“One of the main takeaway points from our study is that the histology-related differences in outcomes between academic and community centers allude to potential treatment disparities — but more study is needed to determine if this trend has continued in more recent years, and to definitively determine an underlying cause for it,” Dr Sendhilnathan Ramalingam said. “[W]e are starting to look at more recent data, so hopefully [there will be] more to come in the coming months.”
According to data from the National Comprehensive Cancer Network (NCCN), presented at the ESMO 2018 Congress in Munich, Germany, molecular testing and targeted therapy are starting to move from academic to community settings, with nearly 1 in 4 patients with advanced cancers undergoing such personalized care across NCCN centers in the United States.
Research advances are creating more options and hope for patients, but uptake can vary markedly between cancer treatment facilities, noted Emory’s Dr Suresh Ramalingam.
“Disease-based specialization is increasingly necessary to incorporate research advances into clinical practice in a timely manner,” he said. “Better collaboration and exchange of patients between academic and community centers will help minimize the difference in outcomes.”
More clinical trials — particularly single-institution studies — are typically undertaken at academic centers, Dr Unger pointed out.
“The treatments developed in these studies are likely tailored to the greater resources that are available at academic centers, which makes dissemination of new, trial-proven treatments more challenging to community centers,” Dr Unger said.
The National Cancer Institute (NCI) has recognized this issue and has sought to establish a community oncology research program to allow patients at these facilities to participate in NCI-sponsored trials.
“This means the treatments developed by the network groups of the NCI are more likely to be more readily adopted by community sites,” Dr Unger explained.
Dr Unger was lead author of the first comprehensive comparison of survival outcomes among rural and urban patients enrolled in clinical cancer trials.3 Published in August 2018 in JAMA Network Open, that study showed that clinical trial enrollment does indeed reduce survival disparities between urban patients, who have ready access to academic cancer centers, and rural patients seeking care at community cancer centers.3
“We comprehensively examined nearly 37,000 patients with a wide variety of cancer types and cancer stages using big data strategies to link disparate data sources, including 44 clinical trials enrolling patients across all 50 states, linked to geospatial data,” Dr Unger explained.

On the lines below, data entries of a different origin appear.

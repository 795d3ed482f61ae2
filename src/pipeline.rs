//! The export run: load, prepare, export, verify, encode
//!
//! Stages run strictly in order and each one gates the next. A failure
//! skips the remaining stages, but the scratch keychain, the verification
//! keychain and the search list are always cleaned up.

use crate::config::{ExportConfig, ExportPaths, LOGIN_KEYCHAIN, TEMP_KEYCHAIN, VERIFY_KEYCHAIN};
use crate::encode::encode_bundle;
use crate::error::Result;
use crate::lock::RunLock;
use crate::macos::keychain::{
    Identity, SearchListGuard, TempKeychain, export_all_identities, export_identity,
    random_password, remove_stale, verify_bundle,
};
use crate::macos::runner::CommandRunner;
use crate::macos::validation::{check_dependencies, ensure_keychain_accessible};
use crate::remove_stale_file;
use std::fmt;
use std::io::Write;
use std::path::PathBuf;
use termcolor::WriteColor;

/// Position of a run in its linear sequence
#[derive(Debug, Clone, Copy, PartialEq, Eq)]
pub enum Stage {
    Loading,
    Preparing,
    Exporting,
    Verifying,
    Encoding,
    Done,
    Failed,
}

impl fmt::Display for Stage {
    fn fmt(&self, f: &mut fmt::Formatter<'_>) -> fmt::Result {
        let name = match self {
            Self::Loading => "loading configuration",
            Self::Preparing => "preparing keychains",
            Self::Exporting => "exporting",
            Self::Verifying => "verifying",
            Self::Encoding => "encoding",
            Self::Done => "done",
            Self::Failed => "failed",
        };
        f.write_str(name)
    }
}

/// What to export and where
#[derive(Debug, Clone, Default)]
pub struct ExportOptions {
    pub paths: ExportPaths,
    /// Export every identity in the login keychain instead of the configured one
    pub all_identities: bool,
}

/// Outcome of a successful run
#[derive(Debug, Clone)]
pub struct ExportReport {
    pub p12_path: PathBuf,
    pub base64_path: PathBuf,
    pub size: usize,
    /// `None` when every identity was exported
    pub identity: Option<Identity>,
}

/// One export run against a [`CommandRunner`]
pub struct Pipeline<'a> {
    runner: &'a dyn CommandRunner,
    options: ExportOptions,
    stage: Stage,
    failed_during: Option<Stage>,
}

impl<'a> Pipeline<'a> {
    #[must_use]
    pub fn new(runner: &'a dyn CommandRunner, options: ExportOptions) -> Self {
        Self {
            runner,
            options,
            stage: Stage::Loading,
            failed_during: None,
        }
    }

    #[must_use]
    pub fn stage(&self) -> Stage {
        self.stage
    }

    /// Stage that was running when the run failed
    #[must_use]
    pub fn failed_during(&self) -> Option<Stage> {
        self.failed_during
    }

    /// Run every stage. Ends in [`Stage::Done`] or [`Stage::Failed`].
    pub async fn run(&mut self) -> Result<ExportReport> {
        let result = self.run_stages().await;

        match &result {
            Ok(_) => self.advance(Stage::Done),
            Err(e) => {
                tracing::debug!(stage = %self.stage, error = %e, "Export failed");
                self.failed_during = Some(self.stage);
                self.stage = Stage::Failed;
            }
        }

        result
    }

    fn advance(&mut self, next: Stage) {
        tracing::debug!(from = %self.stage, to = %next, "Stage");
        self.stage = next;
    }

    async fn run_stages(&mut self) -> Result<ExportReport> {
        let config = ExportConfig::load(&self.options.paths.env_file).await?;
        println!("ℹ️  Using Certificate Hash: {}", config.identity_hash);

        self.advance(Stage::Preparing);
        let _lock = RunLock::acquire(self.options.paths.output_dir()).await?;
        let runner = self.runner;

        check_dependencies(runner).await?;
        ensure_keychain_accessible(runner, LOGIN_KEYCHAIN).await?;

        println!("🧹 Cleaning up old files...");
        remove_stale(runner, VERIFY_KEYCHAIN).await?;
        remove_stale(runner, TEMP_KEYCHAIN).await?;
        remove_stale_file(&self.options.paths.p12_output, "exported bundle").await?;
        remove_stale_file(&self.options.paths.base64_output, "base64 bundle").await?;
        if let Some(dir) = self.options.paths.base64_output.parent()
            && !dir.as_os_str().is_empty()
        {
            tokio::fs::create_dir_all(dir).await?;
        }

        // Taken before create-keychain, which appends to the list
        let search_list = SearchListGuard::snapshot(runner).await?;

        let outcome = self.with_scratch_keychain(&config, &search_list).await;

        search_list.restore(runner).await;

        outcome
    }

    async fn with_scratch_keychain(
        &mut self,
        config: &ExportConfig,
        search_list: &SearchListGuard,
    ) -> Result<ExportReport> {
        let runner = self.runner;

        let password = match &config.temp_keychain_password {
            Some(password) => password.clone(),
            None => {
                warn!("APPLE_TEMP_KEYCHAIN_PASS not set, using a random keychain password");
                random_password()
            }
        };

        println!("🔐 Creating temporary keychain: {TEMP_KEYCHAIN}");
        let scratch = TempKeychain::create(runner, TEMP_KEYCHAIN, password).await?;
        if let Err(e) = scratch.unlock(runner).await {
            scratch.delete(runner).await;
            return Err(e);
        }

        println!("🔍 Configuring search list...");
        if let Err(e) = search_list
            .apply(runner, &[TEMP_KEYCHAIN, LOGIN_KEYCHAIN])
            .await
        {
            scratch.delete(runner).await;
            return Err(e);
        }

        let outcome = self.export_verify_encode(config, &scratch).await;

        scratch.delete(runner).await;

        outcome
    }

    async fn export_verify_encode(
        &mut self,
        config: &ExportConfig,
        scratch: &TempKeychain,
    ) -> Result<ExportReport> {
        let runner = self.runner;
        let paths = self.options.paths.clone();

        self.advance(Stage::Exporting);
        let identity = if self.options.all_identities {
            warn!("Exporting ALL identities in {LOGIN_KEYCHAIN}, not only {}", config.identity_hash);
            export_all_identities(runner, &config.export_password, &paths.p12_output).await?;
            None
        } else {
            Some(
                export_identity(
                    runner,
                    scratch,
                    &config.identity_hash,
                    &config.export_password,
                    &paths.p12_output,
                )
                .await?,
            )
        };
        success!("P12 file created.");

        self.advance(Stage::Verifying);
        println!("🕵️  Verifying P12 integrity...");
        verify_bundle(runner, &paths.p12_output, &config.export_password).await?;
        success!("P12 file verified successfully (it works!).");

        self.advance(Stage::Encoding);
        let size = encode_bundle(&paths.p12_output, &paths.base64_output).await?;
        println!("   Size: {size} bytes");

        Ok(ExportReport {
            p12_path: paths.p12_output,
            base64_path: paths.base64_output,
            size,
            identity,
        })
    }
}
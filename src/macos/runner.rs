//! Invocation of the `security` command-line utility
//!
//! Every keychain operation goes through a [`CommandRunner`]. The runner
//! reports what the process did; it never turns a non-zero exit into an
//! error. Callers look at [`CommandOutput`] and decide what is fatal.

use crate::error::{ExportError, Result};
use async_trait::async_trait;
use std::fmt;
use std::path::{Path, PathBuf};

/// Default location of the macOS keychain utility
pub const SECURITY_PROGRAM: &str = "security";

/// One argument of a `security` invocation
#[derive(Clone)]
enum Arg {
    Plain(String),
    Secret(String),
}

impl Arg {
    fn value(&self) -> &str {
        match self {
            Self::Plain(v) | Self::Secret(v) => v,
        }
    }
}

/// A `security` subcommand with its arguments
///
/// Passwords are added with [`SecurityCommand::secret`] so they never show
/// up in logs or error messages.
#[derive(Clone)]
pub struct SecurityCommand {
    args: Vec<Arg>,
}

impl SecurityCommand {
    #[must_use]
    pub fn new(subcommand: &str) -> Self {
        Self {
            args: vec![Arg::Plain(subcommand.to_string())],
        }
    }

    #[must_use]
    pub fn arg(mut self, arg: impl AsRef<str>) -> Self {
        self.args.push(Arg::Plain(arg.as_ref().to_string()));
        self
    }

    #[must_use]
    pub fn args<I, S>(mut self, args: I) -> Self
    where
        I: IntoIterator<Item = S>,
        S: AsRef<str>,
    {
        for arg in args {
            self.args.push(Arg::Plain(arg.as_ref().to_string()));
        }
        self
    }

    /// Append a path argument.
    pub fn path(self, path: &Path) -> Result<Self> {
        let path = path.to_str().ok_or_else(|| {
            ExportError::InvalidConfig(format!("Path is not valid UTF-8: {}", path.display()))
        })?;
        Ok(self.arg(path))
    }

    /// Append an argument that is masked when the command is displayed.
    #[must_use]
    pub fn secret(mut self, value: &str) -> Self {
        self.args.push(Arg::Secret(value.to_string()));
        self
    }

    #[must_use]
    pub fn subcommand(&self) -> &str {
        self.args.first().map(Arg::value).unwrap_or_default()
    }

    /// Raw argument values, secrets included. Only for handing to the process.
    pub fn argv(&self) -> impl Iterator<Item = &str> {
        self.args.iter().map(Arg::value)
    }
}

impl fmt::Display for SecurityCommand {
    fn fmt(&self, f: &mut fmt::Formatter<'_>) -> fmt::Result {
        write!(f, "{SECURITY_PROGRAM}")?;
        for arg in &self.args {
            match arg {
                Arg::Plain(v) => write!(f, " {v}")?,
                Arg::Secret(_) => write!(f, " ****")?,
            }
        }
        Ok(())
    }
}

impl fmt::Debug for SecurityCommand {
    fn fmt(&self, f: &mut fmt::Formatter<'_>) -> fmt::Result {
        write!(f, "SecurityCommand({self})")
    }
}

/// Captured result of a finished process
#[derive(Debug, Clone, Default, PartialEq, Eq)]
pub struct CommandOutput {
    /// Exit code, `None` when the process was killed by a signal
    pub code: Option<i32>,
    pub stdout: String,
    pub stderr: String,
}

impl CommandOutput {
    #[must_use]
    pub fn success(&self) -> bool {
        self.code == Some(0)
    }

    /// Stderr if present, otherwise stdout, trimmed.
    #[must_use]
    pub fn diagnostic(&self) -> &str {
        let stderr = self.stderr.trim();
        if stderr.is_empty() {
            self.stdout.trim()
        } else {
            stderr
        }
    }
}

/// Executes `security` subcommands
#[async_trait]
pub trait CommandRunner: Send + Sync {
    /// Run the command to completion and capture its output.
    ///
    /// Returns `Err` only when the process could not be started.
    async fn run(&self, command: &SecurityCommand) -> Result<CommandOutput>;
}

/// Runs the real `security` binary
#[derive(Debug, Clone)]
pub struct SystemRunner {
    program: PathBuf,
}

impl SystemRunner {
    #[must_use]
    pub fn new() -> Self {
        Self {
            program: PathBuf::from(SECURITY_PROGRAM),
        }
    }

    #[must_use]
    pub fn with_program(program: impl Into<PathBuf>) -> Self {
        Self {
            program: program.into(),
        }
    }
}

impl Default for SystemRunner {
    fn default() -> Self {
        Self::new()
    }
}

#[async_trait]
impl CommandRunner for SystemRunner {
    async fn run(&self, command: &SecurityCommand) -> Result<CommandOutput> {
        tracing::debug!(%command, "Running");

        let output = tokio::process::Command::new(&self.program)
            .args(command.argv())
            .output()
            .await
            .map_err(|e| {
                if e.kind() == std::io::ErrorKind::NotFound {
                    ExportError::MissingDependency(format!(
                        "'{}' command not found",
                        self.program.display()
                    ))
                } else {
                    ExportError::CommandExecution(format!("Failed to execute {command}: {e}"))
                }
            })?;

        let output = CommandOutput {
            code: output.status.code(),
            stdout: String::from_utf8_lossy(&output.stdout).into_owned(),
            stderr: String::from_utf8_lossy(&output.stderr).into_owned(),
        };

        if !output.success() {
            tracing::debug!(
                subcommand = command.subcommand(),
                code = ?output.code,
                stderr = output.stderr.trim(),
                "security returned non-zero"
            );
        }

        Ok(output)
    }
}
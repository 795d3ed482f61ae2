//! Exclusive lock serializing runs that share an output directory

use crate::error::{ExportError, Result};
use fs4::tokio::AsyncFileExt;
use std::path::{Path, PathBuf};

/// Lock file name inside the output directory
pub const LOCK_FILE: &str = ".export.lock";

/// Held for the whole run; released when dropped
///
/// The scratch and verification keychains have fixed names, so two runs at
/// once would delete each other's keychains. The second run blocks here
/// until the first one finishes.
#[derive(Debug)]
pub struct RunLock {
    _file: tokio::fs::File,
    path: PathBuf,
}

impl RunLock {
    /// Create `dir` if needed and take the exclusive lock inside it.
    pub async fn acquire(dir: &Path) -> Result<Self> {
        tokio::fs::create_dir_all(dir).await?;

        let path = dir.join(LOCK_FILE);
        let file = tokio::fs::OpenOptions::new()
            .write(true)
            .create(true)
            .truncate(true)
            .open(&path)
            .await?;

        file.lock_exclusive()
            .map_err(|e| ExportError::Locked(format!("{}: {e}", path.display())))?;

        Ok(Self { _file: file, path })
    }

    #[must_use]
    pub fn path(&self) -> &Path {
        &self.path
    }
}
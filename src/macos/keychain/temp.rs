//! Scratch keychains created for the duration of one export

use crate::error::{ExportError, Result};
use crate::macos::runner::{CommandOutput, CommandRunner, SecurityCommand};
use rand::distr::{Alphanumeric, SampleString};
use std::io::Write;
use termcolor::WriteColor;
use zeroize::Zeroizing;

/// A keychain this process created and is responsible for deleting
///
/// There is no `Drop` cleanup: deleting goes through the async runner, so
/// owners call [`TempKeychain::delete`] on every exit path.
#[must_use = "temporary keychains must be deleted with TempKeychain::delete"]
pub struct TempKeychain {
    name: String,
    password: Zeroizing<String>,
}

impl TempKeychain {
    /// Create a fresh keychain, replacing any stale one with the same name.
    ///
    /// The keychain gets no auto-lock timeout. It is left locked; call
    /// [`TempKeychain::unlock`] when items will be written through it.
    pub async fn create(
        runner: &dyn CommandRunner,
        name: &str,
        password: Zeroizing<String>,
    ) -> Result<Self> {
        remove_stale(runner, name).await?;

        run_security(
            runner,
            SecurityCommand::new("create-keychain")
                .arg("-p")
                .secret(&password)
                .arg(name),
        )
        .await?;

        let keychain = Self {
            name: name.to_string(),
            password,
        };

        // Disable the lock timeout
        if let Err(e) = run_security(
            runner,
            SecurityCommand::new("set-keychain-settings").arg(name),
        )
        .await
        {
            keychain.delete(runner).await;
            return Err(e);
        }

        Ok(keychain)
    }

    pub async fn unlock(&self, runner: &dyn CommandRunner) -> Result<()> {
        run_security(
            runner,
            SecurityCommand::new("unlock-keychain")
                .arg("-p")
                .secret(&self.password)
                .arg(&self.name),
        )
        .await
        .map(|_| ())
    }

    #[must_use]
    pub fn name(&self) -> &str {
        &self.name
    }

    /// Delete the keychain. Best effort: failures are reported, not returned.
    pub async fn delete(self, runner: &dyn CommandRunner) {
        let cmd = SecurityCommand::new("delete-keychain").arg(&self.name);
        match runner.run(&cmd).await {
            Ok(output) if output.success() => {
                tracing::debug!(keychain = %self.name, "Deleted temporary keychain");
            }
            Ok(output) => {
                warn!(
                    "Failed to delete keychain {}: {}",
                    self.name,
                    output.diagnostic()
                );
            }
            Err(e) => {
                warn!("Failed to delete keychain {}: {e}", self.name);
            }
        }
    }
}

/// Random password for keychains nobody needs to open by hand
#[must_use]
pub fn random_password() -> Zeroizing<String> {
    Zeroizing::new(Alphanumeric.sample_string(&mut rand::rng(), 24))
}

/// Delete a keychain left over from an earlier run.
///
/// A non-zero exit usually means there was nothing to delete.
pub async fn remove_stale(runner: &dyn CommandRunner, name: &str) -> Result<()> {
    let output = runner
        .run(&SecurityCommand::new("delete-keychain").arg(name))
        .await?;

    if output.success() {
        tracing::debug!(keychain = name, "Removed stale keychain");
    }

    Ok(())
}

/// Run a `security` command whose failure aborts the current stage
pub(crate) async fn run_security(
    runner: &dyn CommandRunner,
    command: SecurityCommand,
) -> Result<CommandOutput> {
    let output = runner.run(&command).await?;

    if !output.success() {
        return Err(ExportError::KeychainOperation(format!(
            "security {} failed: {}",
            command.subcommand(),
            output.diagnostic()
        )));
    }

    Ok(output)
}
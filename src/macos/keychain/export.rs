//! PKCS#12 export of signing identities
//!
//! `security export` cannot select a single identity: it writes every
//! identity in the source keychain. To export exactly one, the login
//! keychain's identities are staged in the scratch keychain, everything but
//! the wanted identity is deleted there, and the scratch keychain is exported.

use super::identity::{Identity, delete_identity, find_identities, normalize_hash};
use super::temp::TempKeychain;
use crate::config::LOGIN_KEYCHAIN;
use crate::error::{ExportError, Result};
use crate::macos::runner::{CommandOutput, CommandRunner, SecurityCommand};
use std::path::Path;
use tempfile::TempDir;

/// Export exactly the identity with `identity_hash` from the login keychain
///
/// `scratch` must be unlocked. On return it holds only that identity.
///
/// # Arguments
/// * `runner` - Executes the `security` subcommands
/// * `scratch` - Unlocked temporary keychain used for staging and pruning
/// * `identity_hash` - SHA-1 hash of the identity (case and `:` separators ignored)
/// * `password` - Password protecting the staging bundle and the output bundle
/// * `output` - Where the final PKCS#12 bundle is written
///
/// # Returns
/// * `Ok(Identity)` - The exported identity; `output` is a non-empty bundle
/// * `Err(ExportError::IdentityNotFound)` - The hash is not in the login keychain
/// * `Err(ExportError::ExportFailed)` - An export or the staging import produced nothing usable
pub async fn export_identity(
    runner: &dyn CommandRunner,
    scratch: &TempKeychain,
    identity_hash: &str,
    password: &str,
    output: &Path,
) -> Result<Identity> {
    let wanted = normalize_hash(identity_hash);

    let identity = find_identities(runner, LOGIN_KEYCHAIN)
        .await?
        .into_iter()
        .find(|i| i.hash == wanted)
        .ok_or_else(|| ExportError::IdentityNotFound(format!("{wanted} ({LOGIN_KEYCHAIN})")))?;

    println!("📋 Copying identity {} to {}...", identity.name, scratch.name());

    // Staging bundle lives in a private 0700 directory, removed on drop
    let staging_dir = TempDir::new()?;
    let staging = staging_dir.path().join("identities.p12");

    println!("⚠️  Exporting P12 (You may be prompted for password)...");
    export_keychain(runner, LOGIN_KEYCHAIN, password, &staging).await?;

    let import = runner
        .run(
            &SecurityCommand::new("import")
                .path(&staging)?
                .args(["-k", scratch.name(), "-P"])
                .secret(password)
                .arg("-A"),
        )
        .await?;

    if !import.success() {
        return Err(export_failed(
            format!("could not stage identities in {}", scratch.name()),
            &import,
        ));
    }

    drop(staging_dir);

    for other in find_identities(runner, scratch.name()).await? {
        if other.hash != wanted {
            tracing::debug!(hash = %other.hash, name = %other.name, "Pruning identity");
            delete_identity(runner, scratch.name(), &other.hash).await?;
        }
    }

    let remaining = find_identities(runner, scratch.name()).await?;
    if !remaining.iter().any(|i| i.hash == wanted) {
        return Err(ExportError::IdentityNotFound(format!(
            "{wanted} ({} after import)",
            scratch.name()
        )));
    }

    export_keychain(runner, scratch.name(), password, output).await?;

    Ok(identity)
}

/// Export every identity in the login keychain
pub async fn export_all_identities(
    runner: &dyn CommandRunner,
    password: &str,
    output: &Path,
) -> Result<()> {
    println!("⚠️  Exporting P12 (You may be prompted for password)...");
    export_keychain(runner, LOGIN_KEYCHAIN, password, output).await
}

/// Run `security export` once and require a non-empty bundle at `output`.
async fn export_keychain(
    runner: &dyn CommandRunner,
    keychain: &str,
    password: &str,
    output: &Path,
) -> Result<()> {
    let result = runner
        .run(
            &SecurityCommand::new("export")
                .args(["-k", keychain, "-t", "identities", "-f", "pkcs12", "-P"])
                .secret(password)
                .arg("-o")
                .path(output)?,
        )
        .await?;

    let written = tokio::fs::metadata(output)
        .await
        .map(|m| m.is_file() && m.len() > 0)
        .unwrap_or(false);

    if !written {
        return Err(export_failed(
            "output file is empty or missing".to_string(),
            &result,
        ));
    }

    Ok(())
}

fn export_failed(message: String, output: &CommandOutput) -> ExportError {
    ExportError::ExportFailed {
        message,
        stdout: output.stdout.trim().to_string(),
        stderr: output.stderr.trim().to_string(),
    }
}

Importantly, Dr Unger and colleagues concluded that differences between urban and rural patient populations were less important to survival than the care they received at each of these types of institutions.3
“We found that cancer patients from rural areas receiving treatment on clinical trials had virtually the same outcomes as corresponding urban cancer patients in nearly all the cancers we examined,” he told Cancer Therapy Advisor.
That finding may come as a surprise to many. “But clinical trials are a key difference here,” Dr Unger explicated. “In trials, patients are uniformly assessed, treated, and followed under a strict, guideline-driven protocol.”
The study outcomes suggest that improving rural cancer patients’ access to guideline-based cancer care available in clinical trials should improve their survival rates, Dr Unger said. Incentives for oncologists to work in rural areas could help, he suggested — just as could provider networks between academic and community clinics.
Regardless of patient site of care, an oncologist’s commitment to staying up to date with evidence-based treatment options — and how to actually make them available to patients — is an important component to providing the best care possible for patients.
- Ramalingam S, Dinan MA, Crawford J. Survival comparison in patients with stage IV lung cancer in academic versus community centers in the United States [published online September 22, 2018]. J Thorac Oncol. doi: 10.1016/j.jtho.2018.09.007
- Morgensztern D, Waqar S, Subramanian J, Gao F, Govindan R. Improving survival for stage IV non-small cell lung cancer: a Surveillance, Epidemiology, and End Results survey from 1990 to 2005. J Thorac Oncol. 2009;4(12):1524-1529.
- Unger JM, Moseley A, Symington B, Chavez-MacGregor M, Ramsey SD, Hershman DL. Geographic distribution and survival outcomes for rural patients with cancer treated in clinical trials. JAMA Netw Open. 2018;1(4):e181235.